Pannexin1 Mediates Early-Life Seizure-Induced Social Behavior Deficits.

There is a high co-morbidity between childhood epilepsy and autism spectrum disorder (ASD), with age of seizure onset being a critical determinant of behavioral outcomes. The interplay between these comorbidities has been investigated in animal models with results showing that the induction of seizures at early post-natal ages leads to learning and memory deficits and to autistic-like behavior in adulthood. Modifications of the excitation/inhibition (glutamate/GABA, ATP/adenosine) balance that follows early-life seizures (ELS) are thought to be the physiological events that underlie neuropsychiatric and neurodevelopmental disorders.

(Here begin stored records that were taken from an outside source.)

//! Configuration for the reply-chain cleaner
//!
//! Configuration is loaded in order of precedence:
//! 1. Environment variables (highest priority)
//! 2. Config file (~/.config/replysweep/config.toml, or `--config <path>`)
//! 3. Built-in defaults (lowest priority)
//!
//! The built-in defaults are the canonical heuristic set, selector list and
//! timings. The file only extends or retunes them.

use anyhow::{Context, Result};
use serde::Deserialize;
use std::path::{Path, PathBuf};

// ─────────────────────────────────────────────────────────────────────────────
// Submodules
// ─────────────────────────────────────────────────────────────────────────────

mod discovery;
mod heuristics;
mod observability;
mod serialization;

#[cfg(test)]
mod tests;

// ─────────────────────────────────────────────────────────────────────────────
// Re-exports (maintain public API)
// ─────────────────────────────────────────────────────────────────────────────

pub use discovery::{DiscoveryConfig, FileDiscovery, FileWatcher, WatcherConfig};
pub use heuristics::{FileHeuristics, HeuristicsConfig, PatternConfig};
pub use observability::{FileJournal, FileLogging, JournalConfig, LogRotation, LoggingConfig};

// ─────────────────────────────────────────────────────────────────────────────
// Constants
// ─────────────────────────────────────────────────────────────────────────────

/// Version info
pub const VERSION: &str = env!("CARGO_PKG_VERSION");

// ─────────────────────────────────────────────────────────────────────────────
// Application Configuration
// ─────────────────────────────────────────────────────────────────────────────

/// Application configuration
#[derive(Debug, Clone, Default)]
pub struct Config {
    /// Heuristic set: locales, extra patterns, marker classes, quote tags
    pub heuristics: HeuristicsConfig,

    /// Candidate-root selectors and discovery timings
    pub discovery: DiscoveryConfig,

    /// Change-watcher settings
    pub watcher: WatcherConfig,

    /// JSONL journal of sweep events
    pub journal: JournalConfig,

    /// Logging configuration
    pub logging: LoggingConfig,
}

// ─────────────────────────────────────────────────────────────────────────────
// File Configuration (deserialization layer)
// ─────────────────────────────────────────────────────────────────────────────

/// Config file structure
#[derive(Debug, Deserialize, Default)]
pub(crate) struct FileConfig {
    /// Optional [heuristics] section
    pub heuristics: Option<FileHeuristics>,

    /// Optional [discovery] section
    pub discovery: Option<FileDiscovery>,

    /// Optional [watcher] section
    pub watcher: Option<FileWatcher>,

    /// Optional [journal] section
    pub journal: Option<FileJournal>,

    /// Optional [logging] section
    pub logging: Option<FileLogging>,
}

// ─────────────────────────────────────────────────────────────────────────────
// Configuration Loading
// ─────────────────────────────────────────────────────────────────────────────

impl Config {
    /// Get the config file path: ~/.config/replysweep/config.toml
    /// Uses Unix-style ~/.config on all platforms for consistency
    pub fn config_path() -> Option<PathBuf> {
        dirs::home_dir().map(|p| p.join(".config").join("replysweep").join("config.toml"))
    }

    /// Read the config file if it exists.
    ///
    /// A missing file means defaults. A file that exists but cannot be read or
    /// parsed is an error: silently falling back would hide the user's mistake.
    fn load_file_config(path: &Path) -> Result<FileConfig> {
        match std::fs::read_to_string(path) {
            Ok(contents) => toml::from_str(&contents).with_context(|| {
                format!(
                    "Failed to parse configuration file {} (check quoting and section names)",
                    path.display()
                )
            }),
            Err(e) if e.kind() == std::io::ErrorKind::NotFound => Ok(FileConfig::default()),
            Err(e) => Err(e)
                .with_context(|| format!("Cannot read configuration file {}", path.display())),
        }
    }

    /// Merge a parsed file over the defaults
    pub(crate) fn from_file_config(file: FileConfig) -> Self {
        Self {
            heuristics: HeuristicsConfig::from_file(file.heuristics),
            discovery: DiscoveryConfig::from_file(file.discovery),
            watcher: WatcherConfig::from_file(file.watcher),
            journal: JournalConfig::from_file(file.journal),
            logging: LoggingConfig::from_file(file.logging),
        }
    }

    /// Load configuration: file -> env vars -> defaults
    ///
    /// `path` overrides the default config location.
    pub fn load(path: Option<&Path>) -> Result<Self> {
        let default_path = Self::config_path();
        let file = match path.or(default_path.as_deref()) {
            Some(path) => Self::load_file_config(path)?,
            None => FileConfig::default(),
        };

        let mut config = Self::from_file_config(file);
        config.apply_env(|key| std::env::var(key).ok());
        Ok(config)
    }

    /// Apply environment overrides. `lookup` is injectable for tests.
    pub(crate) fn apply_env(&mut self, lookup: impl Fn(&str) -> Option<String>) {
        if let Some(ms) = lookup("REPLYSWEEP_INITIAL_DELAY_MS").and_then(|v| v.parse().ok()) {
            self.discovery.initial_delay_ms = ms;
        }
        if let Some(ms) = lookup("REPLYSWEEP_POLL_INTERVAL_MS").and_then(|v| v.parse().ok()) {
            self.discovery.poll_interval_ms = ms;
        }
        if let Some(level) = lookup("REPLYSWEEP_LOG_LEVEL") {
            self.logging.level = level;
        }
        // Setting a journal directory implies wanting the journal
        if let Some(dir) = lookup("REPLYSWEEP_JOURNAL_DIR") {
            self.journal.enabled = true;
            self.journal.dir = PathBuf::from(dir);
        }
    }
}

Although alterations in purinergic/adenosinergic signaling have been implicated in seizures and ASD, it is unknown whether the ATP release channels, Pannexin1 (Panx1), contribute to ELS-induced behavior changes. To tackle this question, we used the ELS-kainic acid model in transgenic mice with global and cell type specific deletion of Panx1 to evaluate whether these channels were involved in behavioral deficits that occur later in life. Our studies show that ELS results in Panx1 dependent social behavior deficits and also in poor performance in a spatial memory test that does not involve Panx1. These findings provide support for a link between ELS and adult behavioral deficits. Moreover, we identify neuronal and not astrocyte Panx1 as a potential target to specifically limit astrogliosis and social behavioral deficits resultant from early-life seizures.